In neurology, two products stand out for their potential impact on high‑cost, long‑term care pathways.
Tolebrutinib, an oral once‑daily Bruton’s tyrosine kinase inhibitor, is under review for non‑relapsing secondary progressive multiple sclerosis (nrSPMS) to slow disability progression even without relapses.
If approved, it would be the first therapy specifically indicated for nrSPMS, addressing a major treatment gap.
Pricing remains unknown.
Leqembi (lecanemab), approved in October 2025 at about $32,000 per year, is the first disease‑modifying therapy for Alzheimer’s disease.
It targets amyloid beta pathology and must be started in mild cognitive impairment or mild dementia due to Alzheimer’s.
Its use requires specialized clinicians, MRI imaging, genetic testing and infusion infrastructure, and treatment should stop once patients progress to moderate disease.
Beyond drug cost, this has implications for disability, long‑term care and coordination with public programs.
Rare disease drugs continue to emerge with extremely high price tags.
Examples under Health Canada review include Imaavy for generalized Myasthenia Gravis at about US$324,480 a year for a 75kg person, Tryngolza for familial chylomicronemia syndrome at about US$595,000 a year, Yorvipath for hypoparathyroidism at about US$285,000 a year, Lyvdelzi for primary biliary cholangitis at about $86,000 a year and Voxzogo for achondroplasia at about $320,000 a year.

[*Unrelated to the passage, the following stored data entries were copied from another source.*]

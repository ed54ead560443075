use route_engine::game::{choose_move, GameState, Policy};
use route_engine::scoring::{calculate_score, longest_route, TrackNetwork};
use route_engine::tile::{Connector, Dice};

/// 随机打完一局，每一步都比较增量网络和从头计算的结果
fn check_random_game(seed: u64) {
    let mut dice = Dice::seeded(seed);
    let mut state = GameState::with_dice(&mut dice);

    while !state.is_game_over() {
        if state.can_end_round() {
            state = state.end_round(&mut dice).unwrap();
            continue;
        }
        let moves = state.possible_moves();
        let candidate = choose_move(&state, &moves, Policy::Random, dice.rng_mut()).unwrap();
        let m = candidate.placement;
        state = state
            .place_tile_from(candidate.source, m.position, m.tile)
            .unwrap();

        let board = state.board();
        let [road, rail] = state.networks();
        assert_eq!(
            road.longest_route(),
            longest_route(board, Connector::Road),
            "seed {} road after {}: {}",
            seed,
            m,
            board
        );
        assert_eq!(
            rail.longest_route(),
            longest_route(board, Connector::Rail),
            "seed {} rail after {}: {}",
            seed,
            m,
            board
        );
    }

    assert_eq!(state.score(), calculate_score(state.board()), "seed {}", seed);
}

#[test]
fn test_incremental_matches_full_recompute() {
    for seed in 0..40 {
        check_random_game(seed);
    }
}

#[test]
fn test_replay_matches_incremental() {
    for seed in 100..110 {
        let mut dice = Dice::seeded(seed);
        let state = route_engine::game::play_game(&mut dice, Policy::Random).unwrap();
        let board = state.board();
        for (i, track) in Connector::TRACKS.into_iter().enumerate() {
            let replayed = TrackNetwork::from_board(board, track);
            assert_eq!(replayed.longest_route(), state.networks()[i].longest_route());
        }
    }
}

#[test]
fn test_greedy_games_consistent() {
    for seed in 0..5 {
        let mut dice = Dice::seeded(seed);
        let state = route_engine::game::play_game(&mut dice, Policy::Greedy).unwrap();
        assert!(state.is_game_over());
        assert_eq!(state.score(), calculate_score(state.board()));
        assert!(state.special_count() <= 3);
    }
}
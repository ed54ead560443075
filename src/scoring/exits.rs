use crate::board::{Board, Direction, Grid, CELL_COUNT, EXITS};
use crate::game::constants::EXIT_SCORES;

/// 单个格子的网络标识
///
/// 普通地块的横向、纵向标识总是相同；立交地块两者独立
#[derive(Debug, Clone, Copy, PartialEq, Eq, Hash)]
pub struct NetworkIds {
    pub horizontal: u8,
    pub vertical: u8,
}

/// 为每个已放置的格子分配网络标识
///
/// 按行优先顺序扫描，每个格子先拿到两个新标识：
/// - 普通地块把纵向标识并入横向标识
/// - 与左邻居相连（相对两侧是同种轨道）时，横向标识并入左邻居的横向标识
/// - 与上邻居相连时，纵向标识并入上邻居的纵向标识
///
/// 合并时把所有格子上的旧标识都改成新标识，因此扫描结束后
/// 同一连通块内的标识一致
pub fn network_ids(board: &Board) -> Grid<NetworkIds> {
    let mut ids: Grid<NetworkIds> = Grid::new();
    let mut next_id: u8 = 0;

    for (position, tile) in board.tiles() {
        let own = NetworkIds {
            horizontal: next_id,
            vertical: next_id + 1,
        };
        next_id += 2;
        ids.set(position, own);

        if !tile.is_crossing() {
            relabel(&mut ids, own.vertical, own.horizontal);
        }

        if let Some(left) = position.step(Direction::West) {
            let facing = tile.side(Direction::West);
            let connected = board
                .get(left)
                .map_or(false, |t| facing.is_track() && t.side(Direction::East) == facing);
            if connected {
                if let (Some(l), Some(c)) = (ids.get(left), ids.get(position)) {
                    relabel(&mut ids, c.horizontal, l.horizontal);
                }
            }
        }

        if let Some(above) = position.step(Direction::North) {
            let facing = tile.side(Direction::North);
            let connected = board
                .get(above)
                .map_or(false, |t| facing.is_track() && t.side(Direction::South) == facing);
            if connected {
                if let (Some(a), Some(c)) = (ids.get(above), ids.get(position)) {
                    relabel(&mut ids, c.vertical, a.vertical);
                }
            }
        }
    }

    ids
}

/// 把所有格子上的 `from` 标识改为 `to`
fn relabel(ids: &mut Grid<NetworkIds>, from: u8, to: u8) {
    if from == to {
        return;
    }
    let positions: Vec<_> = ids.keys().collect();
    for position in positions {
        ids.update(position, |cell| {
            if cell.horizontal == from {
                cell.horizontal = to;
            }
            if cell.vertical == from {
                cell.vertical = to;
            }
        });
    }
}

/// 每个网络连到的出口数（只列出至少连到一个出口的网络）
pub fn exit_group_sizes(board: &Board) -> Vec<usize> {
    let ids = network_ids(board);
    let mut counts = [0usize; 2 * CELL_COUNT];

    for exit in EXITS.iter() {
        let Some(tile) = board.get(exit.position) else {
            continue;
        };
        if tile.side(exit.direction) != exit.track {
            continue;
        }
        if let Some(cell) = ids.get(exit.position) {
            let id = if exit.direction.is_horizontal() {
                cell.horizontal
            } else {
                cell.vertical
            };
            counts[id as usize] += 1;
        }
    }

    counts.into_iter().filter(|&c| c > 0).collect()
}

/// 出口得分
///
/// 每个网络按连到的出口数查表，只连到一个出口的网络不得分
pub fn exits_score(board: &Board) -> i32 {
    exit_group_sizes(board)
        .into_iter()
        .map(|count| EXIT_SCORES[count.min(EXIT_SCORES.len() - 1)])
        .sum()
}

These products demand tight criteria, mandatory use of public funding where available and strong case management.
Against this backdrop, generics and biosimilars remain key tools.
The Pan‑Canadian Tiered Pricing Framework allows oral solid generics to fall to as low as 25 percent of brand when three or more competitors are on the market, and to 35 percent for other dosage forms.
Notable first‑entry generics under review include products in diabetes (Invokana, Jardiance, Synjardy, Trajenta, Jentadueto), cardiovascular disease, central nervous system conditions and fertility.
A golimumab biosimilar to Simponi is also under review; Simponi costs about $18,000–$20,000 a year, so biosimilar competition should reduce spending in inflammatory conditions such as rheumatoid arthritis, psoriatic arthritis, ankylosing spondylitis and ulcerative colitis.